Heute, am Sonntag, den 19., tritt die Sonne in den Stier ein und lädt uns ein, diese Veränderungen zu verkörpern und wirklich zu leben.

Seit Donnerstag habe ich eine intensive elektrische Energie in meinem Körper gespürt, und gestern fühlte ich mich völlig „aufgelöst“, fast wie eine Marionette ohne Halt. Es war, als wären die Fäden, die alles zusammenhielten, durchtrennt worden – ohne Richtung, Motivation oder Sinn.

Heute Morgen, als ich im Bett lag, öffneten sich in mir innere Tore. Neue – oder vielleicht uralte – Energieflüsse begannen zu wirken. Während ich mich in dieses Gefühl hinein entspannte, nahm ich wahr, dass sich gleichzeitig etwas anderes löste. Etwas, das ich als einen „Schleier der Selbstverlassenheit“ bezeichne. Es war ein sanfter, fast freudvoller Prozess des Loslassens. Ich habe mich lange mit den Anteilen dieses Schleiers beschäftigt, und sein Auflösen fühlte sich so erleichternd an, dass ich laut lachen musste.

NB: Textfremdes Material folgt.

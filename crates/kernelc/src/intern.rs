//! Interned identifier storage.
//!
//! Source identifiers (argument names, declared variable names, member
//! names) are stored once and referred to everywhere else by a small
//! copyable id. This keeps the AST and the declaration/dependency tables
//! free of repeated string allocations.

use std::fmt;

use ahash::AHashMap;
use serde::{Deserialize, Deserializer, Serialize, Serializer};

/// A handle to an interned string.
///
/// `StringId` values are only meaningful relative to the [`Interner`] that
/// produced them; there is no global namespace.
#[derive(Debug, Clone, Copy, PartialEq, Eq, PartialOrd, Ord, Hash, Serialize, Deserialize)]
pub struct StringId(u32);

impl StringId {
    fn from_index(index: usize) -> Self {
        Self(u32::try_from(index).expect("interner holds fewer than u32::MAX strings"))
    }

    fn index(self) -> usize {
        self.0 as usize
    }
}

impl fmt::Display for StringId {
    fn fmt(&self, f: &mut fmt::Formatter<'_>) -> fmt::Result {
        write!(f, "#{}", self.0)
    }
}

/// Deduplicating string table.
#[derive(Debug, Default, Clone)]
pub struct Interner {
    strings: Vec<Box<str>>,
    lookup: AHashMap<Box<str>, StringId>,
}

impl Serialize for Interner {
    fn serialize<S: Serializer>(&self, serializer: S) -> Result<S::Ok, S::Error> {
        self.strings.serialize(serializer)
    }
}

impl<'de> Deserialize<'de> for Interner {
    fn deserialize<D: Deserializer<'de>>(deserializer: D) -> Result<Self, D::Error> {
        let strings: Vec<Box<str>> = Vec::deserialize(deserializer)?;
        let mut lookup = AHashMap::with_capacity(strings.len());
        for (index, text) in strings.iter().enumerate() {
            lookup.insert(text.clone(), StringId::from_index(index));
        }
        Ok(Self { strings, lookup })
    }
}

impl Interner {
    pub fn new() -> Self {
        Self::default()
    }

    /// Interns `text`, returning the same id for equal strings.
    pub fn intern(&mut self, text: &str) -> StringId {
        if let Some(id) = self.lookup.get(text) {
            return *id;
        }
        let id = StringId::from_index(self.strings.len());
        let boxed: Box<str> = text.into();
        self.strings.push(boxed.clone());
        self.lookup.insert(boxed, id);
        id
    }

    /// Resolves a previously interned id back to its text.
    ///
    /// # Panics
    /// Panics if `id` was not produced by this interner.
    pub fn resolve(&self, id: StringId) -> &str {
        &self.strings[id.index()]
    }

    pub fn len(&self) -> usize {
        self.strings.len()
    }

    pub fn is_empty(&self) -> bool {
        self.strings.is_empty()
    }

    /// Looks up `text` without interning it, for callers that must not
    /// grow the table just to check membership.
    pub fn get(&self, text: &str) -> Option<StringId> {
        self.lookup.get(text).copied()
    }
}

#[cfg(test)]
mod tests {
    use super::*;

    #[test]
    fn interning_is_idempotent() {
        let mut interner = Interner::new();
        let a = interner.intern("value");
        let b = interner.intern("value");
        let c = interner.intern("other");
        assert_eq!(a, b);
        assert_ne!(a, c);
        assert_eq!(interner.resolve(a), "value");
        assert_eq!(interner.resolve(c), "other");
    }
}
//! Declaration Table (§4.6 / Data Model "Declaration Record").

use ahash::AHashMap;

use crate::dependency::DependencyAnalysis;
use crate::intern::StringId;
use crate::types::Type;

/// One locally introduced name. Immutable after creation; re-declaring the
/// same name overwrites the table entry with a fresh record rather than
/// mutating the existing one (invariant iv).
#[derive(Debug, Clone)]
pub struct DeclarationRecord {
    pub ty: Type,
    pub dependencies: DependencyAnalysis,
    pub is_safe: bool,
}

impl DeclarationRecord {
    pub fn new(ty: Type, dependencies: DependencyAnalysis) -> Self {
        let is_safe = dependencies.is_safe;
        Self { ty, dependencies, is_safe }
    }
}

#[derive(Debug, Default)]
pub struct DeclarationTable {
    records: AHashMap<StringId, DeclarationRecord>,
}

impl DeclarationTable {
    pub fn new() -> Self {
        Self::default()
    }

    pub fn get(&self, name: StringId) -> Option<&DeclarationRecord> {
        self.records.get(&name)
    }

    pub fn iter(&self) -> impl Iterator<Item = (StringId, &DeclarationRecord)> {
        self.records.iter().map(|(name, record)| (*name, record))
    }

    /// Coerces `initializer_ty` per §4.6's rule (`LiteralInteger` becomes
    /// `Number`, or `Integer` when `in_for_loop_init` is set) and records
    /// an immutable declaration.
    pub fn declare(
        &mut self,
        name: StringId,
        initializer_ty: Type,
        dependencies: DependencyAnalysis,
        in_for_loop_init: bool,
    ) -> Type {
        let ty = coerce_literal_integer(initializer_ty, in_for_loop_init);
        self.records.insert(name, DeclarationRecord::new(ty, dependencies));
        ty
    }

    /// Records an additional declarator sharing a single statement's
    /// inferred type; per §4.6 it reuses that type but is marked unsafe.
    pub fn declare_unsafe_sibling(&mut self, name: StringId, ty: Type) {
        self.records.insert(name, DeclarationRecord::new(ty, DependencyAnalysis::default()));
    }
}

fn coerce_literal_integer(ty: Type, in_for_loop_init: bool) -> Type {
    if ty == Type::LiteralInteger {
        if in_for_loop_init { Type::Integer } else { Type::Number }
    } else {
        ty
    }
}

#[cfg(test)]
mod tests {
    use super::*;
    use crate::intern::Interner;

    #[test]
    fn literal_integer_coerces_to_number_outside_for_init() {
        assert_eq!(coerce_literal_integer(Type::LiteralInteger, false), Type::Number);
    }

    #[test]
    fn literal_integer_coerces_to_integer_inside_for_init() {
        assert_eq!(coerce_literal_integer(Type::LiteralInteger, true), Type::Integer);
    }

    #[test]
    fn later_declaration_overwrites_earlier_one() {
        let mut interner = Interner::new();
        let name = interner.intern("x");
        let mut table = DeclarationTable::new();
        table.declare(name, Type::Number, DependencyAnalysis::default(), false);
        table.declare(name, Type::Boolean, DependencyAnalysis::default(), false);
        assert_eq!(table.get(name).unwrap().ty, Type::Boolean);
    }

    #[test]
    fn is_safe_matches_dependency_and() {
        let mut interner = Interner::new();
        let name = interner.intern("x");
        let mut table = DeclarationTable::new();
        let deps = DependencyAnalysis {
            dependencies: vec![
                crate::dependency::Dependency {
                    origin: crate::dependency::DependencyOrigin::Literal,
                    is_safe: true,
                },
                crate::dependency::Dependency {
                    origin: crate::dependency::DependencyOrigin::Argument,
                    is_safe: false,
                },
            ],
            is_safe: false,
        };
        table.declare(name, Type::Number, deps, false);
        assert!(!table.get(name).unwrap().is_safe);
    }
}
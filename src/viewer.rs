//! Gallery view: loads the snapshot, owns the selection, and issues downloads.

use crate::batch::{download_archive, ArchiveError, ArchiveReport};
use crate::download::{DownloadError, DownloadId, DownloadRequest, Downloader, ImageFetcher};
use crate::filenames::{interactive_filename, RequestedFormat};
use crate::gateway::{Gateway, TransportError};
use crate::messages::{Action, Request, Response};
use crate::model::{DownloadItem, PageSnapshot};
use crate::selection::{GroupSelection, SelectionController};
use crate::store::StoredSnapshot;
use chrono::Utc;
use std::error::Error;
use std::fmt;
use std::sync::Arc;
use std::time::Duration;
use tracing::{debug, error, info, warn};

/// Shown instead of a page URL the store did not record.
pub const UNKNOWN_PAGE: &str = "unknown page";
/// Shown instead of a page title the store did not record.
pub const UNKNOWN_TITLE: &str = "unknown title";

/// Where the loaded snapshot came from.
#[derive(Debug, Clone, Copy, PartialEq, Eq)]
pub enum SnapshotOrigin {
    /// The shared store held a complete snapshot.
    Store,
    /// The store was incomplete and the page was asked directly.
    Page,
    /// Neither answered; the gallery is empty.
    Unavailable,
}

/// Errors surfaced by gallery actions.
#[derive(Debug)]
pub enum ViewerError {
    /// The store could not be read.
    Storage(String),
    /// No image with this id in the current snapshot.
    UnknownImage(String),
    /// The action needs a non-empty selection.
    NothingSelected,
    /// A single download failed.
    Download(DownloadError),
    /// Building or saving the archive failed.
    Archive(ArchiveError),
    /// A message could not be delivered.
    Transport(TransportError),
    /// A context answered with something other than what the action expects.
    Rejected {
        /// The action that was sent.
        action: Action,
        /// Reason given by the receiver.
        reason: String,
    },
}

impl fmt::Display for ViewerError {
    fn fmt(&self, f: &mut fmt::Formatter<'_>) -> fmt::Result {
        match self {
            Self::Storage(reason) => {
                write!(f, "detection failed, reload the page ({reason})")
            }
            Self::UnknownImage(id) => write!(f, "no image with id {id}"),
            Self::NothingSelected => write!(f, "no image selected"),
            Self::Download(err) => write!(f, "download failed: {err}"),
            Self::Archive(err) => write!(f, "{err}"),
            Self::Transport(err) => write!(f, "{err}"),
            Self::Rejected { action, reason } => {
                write!(f, "{} was rejected: {reason}", action.name())
            }
        }
    }
}

impl Error for ViewerError {
    fn source(&self) -> Option<&(dyn Error + 'static)> {
        match self {
            Self::Download(err) => Some(err),
            Self::Archive(err) => Some(err),
            Self::Transport(err) => Some(err),
            _ => None,
        }
    }
}

/// One group as rendered in the gallery.
#[derive(Debug, Clone, PartialEq, Eq)]
pub struct GroupView {
    /// `WxH` key.
    pub dimension_key: String,
    /// Members in the group.
    pub count: usize,
    /// Selection state of the members.
    pub selection: GroupSelection,
    /// Whether the group is folded.
    pub collapsed: bool,
}

/// Outcome of a bulk request as reported by the background.
#[derive(Debug, Clone, PartialEq, Eq)]
pub struct BulkOutcome {
    /// Ids of the accepted downloads.
    pub download_ids: Vec<DownloadId>,
    /// Items sent.
    pub requested: usize,
}

/// The gallery for one tab.
pub struct Viewer {
    gateway: Arc<Gateway>,
    downloader: Arc<dyn Downloader>,
    fetcher: Arc<dyn ImageFetcher>,
    controller: SelectionController,
    format: RequestedFormat,
    injection_delay: Duration,
}

impl Viewer {
    /// An empty gallery; call [`Viewer::load`] to fill it.
    pub fn new(
        gateway: Arc<Gateway>,
        downloader: Arc<dyn Downloader>,
        fetcher: Arc<dyn ImageFetcher>,
        injection_delay: Duration,
    ) -> Self {
        let tab = gateway.tab();
        let empty = PageSnapshot::empty(tab.url.clone(), tab.title.clone());
        Self {
            gateway,
            downloader,
            fetcher,
            controller: SelectionController::new(empty),
            format: RequestedFormat::Original,
            injection_delay,
        }
    }

    /// Loads the stored snapshot, falling back to asking the page when the store is incomplete.
    ///
    /// A previous selection is cleared; collapsed groups stay collapsed.
    pub async fn load(&mut self) -> Result<SnapshotOrigin, ViewerError> {
        let stored = match self.gateway.send(Request::GetStoredImages).await {
            Ok(Response::StoredImages(stored)) => stored,
            Ok(Response::Failure { error }) => {
                error!(%error, "stored images unavailable");
                return Err(ViewerError::Storage(error));
            }
            Ok(other) => {
                return Err(ViewerError::Storage(format!("unexpected answer {other:?}")));
            }
            Err(err) => return Err(ViewerError::Transport(err)),
        };

        let (snapshot, origin) = if stored.is_complete() {
            (from_store(stored), SnapshotOrigin::Store)
        } else {
            debug!("store incomplete, asking the page");
            self.load_from_page().await
        };
        info!(
            images = snapshot.images().len(),
            groups = snapshot.groups().len(),
            ?origin,
            "gallery loaded"
        );
        self.controller.replace_snapshot(snapshot);
        Ok(origin)
    }

    async fn load_from_page(&self) -> (PageSnapshot, SnapshotOrigin) {
        let tab = self.gateway.tab();
        let response = self
            .gateway
            .send_with_injection(Request::GetAllImages, self.injection_delay)
            .await;
        match response {
            Ok(Response::AllImages { images, .. }) => (
                PageSnapshot::new(images, tab.url.clone(), tab.title.clone()),
                SnapshotOrigin::Page,
            ),
            Ok(other) => {
                warn!(?other, "page did not return images");
                (unavailable(&tab.url, &tab.title), SnapshotOrigin::Unavailable)
            }
            Err(err) => {
                warn!(error = %err, "page unreachable");
                (unavailable(&tab.url, &tab.title), SnapshotOrigin::Unavailable)
            }
        }
    }

    /// Selection state and current snapshot.
    pub fn controller(&self) -> &SelectionController {
        &self.controller
    }

    /// Mutable access for selection changes.
    pub fn controller_mut(&mut self) -> &mut SelectionController {
        &mut self.controller
    }

    /// Output format used for single and archived downloads.
    pub fn format(&self) -> &RequestedFormat {
        &self.format
    }

    /// Changes the output format.
    pub fn set_format(&mut self, format: RequestedFormat) {
        debug!(%format, "download format updated");
        self.format = format;
    }

    /// Groups in display order with their selection and collapse state.
    pub fn group_views(&self) -> Vec<GroupView> {
        self.controller
            .snapshot()
            .groups()
            .iter()
            .map(|group| GroupView {
                dimension_key: group.dimension_key.clone(),
                count: group.len(),
                selection: self
                    .controller
                    .group_selection(&group.dimension_key)
                    .unwrap_or(GroupSelection::None),
                collapsed: self.controller.is_collapsed(&group.dimension_key),
            })
            .collect()
    }

    /// Plain-text rendering: page header, summary line, then each group with its members.
    ///
    /// Collapsed groups list no members; selected members are starred.
    pub fn listing(&self) -> String {
        let snapshot = self.controller.snapshot();
        let summary = self.controller.summary();
        let title = match snapshot.page_title() {
            "" => UNKNOWN_TITLE,
            title => title,
        };
        let mut lines = vec![
            title.to_string(),
            snapshot.page_url().to_string(),
            format!(
                "{} image(s) detected, {} selected [{}]",
                summary.total,
                summary.selected,
                summary.toggle.label()
            ),
        ];
        for view in self.group_views() {
            let marker = if view.collapsed { "[+]" } else { "[-]" };
            lines.push(format!(
                "{marker} {} ({}) {}",
                view.dimension_key,
                view.count,
                view.selection.label()
            ));
            if view.collapsed {
                continue;
            }
            let Some(group) = snapshot.group(&view.dimension_key) else {
                continue;
            };
            for member in &group.members {
                let star = if self.controller.is_selected(&member.id) { '*' } else { ' ' };
                lines.push(format!(
                    "  {star} {} {} {}",
                    member.id, member.format, member.source_url
                ));
            }
        }
        lines.join("\n")
    }

    /// Downloads one image under its interactive filename.
    pub async fn download_single(&self, id: &str) -> Result<DownloadId, ViewerError> {
        let descriptor = self
            .controller
            .snapshot()
            .image(id)
            .ok_or_else(|| ViewerError::UnknownImage(id.to_string()))?;
        let filename = interactive_filename(
            descriptor,
            &self.format,
            Utc::now().timestamp_millis(),
        );
        self.downloader
            .download(DownloadRequest::url(descriptor.source_url.clone(), filename))
            .await
            .map_err(ViewerError::Download)
    }

    /// Bundles the selection into one ZIP download.
    pub async fn download_selected_archive(&self) -> Result<ArchiveReport, ViewerError> {
        let selected = self.controller.selected_descriptors();
        if selected.is_empty() {
            return Err(ViewerError::NothingSelected);
        }
        download_archive(
            self.fetcher.as_ref(),
            self.downloader.as_ref(),
            &selected,
            &self.format,
            Utc::now(),
        )
        .await
        .map_err(ViewerError::Archive)
    }

    /// Hands the selection to the background as one sequential batch.
    pub async fn download_selected_bulk(&self) -> Result<BulkOutcome, ViewerError> {
        let items: Vec<DownloadItem> = self
            .controller
            .selected_descriptors()
            .into_iter()
            .map(|descriptor| descriptor.to_download_item())
            .collect();
        if items.is_empty() {
            return Err(ViewerError::NothingSelected);
        }
        let action = Action::DownloadMultipleImages;
        match self
            .gateway
            .send(Request::DownloadMultipleImages(items))
            .await
            .map_err(ViewerError::Transport)?
        {
            Response::BatchDownloaded {
                download_ids,
                total_requested,
            } => Ok(BulkOutcome {
                download_ids,
                requested: total_requested,
            }),
            Response::Failure { error } => Err(ViewerError::Rejected {
                action,
                reason: error,
            }),
            other => Err(ViewerError::Rejected {
                action,
                reason: format!("unexpected answer {other:?}"),
            }),
        }
    }
}

fn from_store(stored: StoredSnapshot) -> PageSnapshot {
    PageSnapshot::new(
        stored.detected_images.unwrap_or_default(),
        stored.page_url.unwrap_or_else(|| UNKNOWN_PAGE.to_string()),
        stored.page_title.unwrap_or_else(|| UNKNOWN_TITLE.to_string()),
    )
}

fn unavailable(url: &str, title: &str) -> PageSnapshot {
    PageSnapshot::empty(url.to_string(), title.to_string())
}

Als Kind war ich tief erschüttert von den Umständen, in die ich hineingeboren wurde. Ich fühlte mich als Opfer meiner Umgebung – beschämt durch das Verhalten meiner Eltern und gleichzeitig von einer tiefen Angst begleitet, entdeckt zu werden in dem, wer ich wirklich bin. Ich versuchte, mich zu verstecken, mich anzupassen – und wünschte mir oft, jemand anderes zu sein.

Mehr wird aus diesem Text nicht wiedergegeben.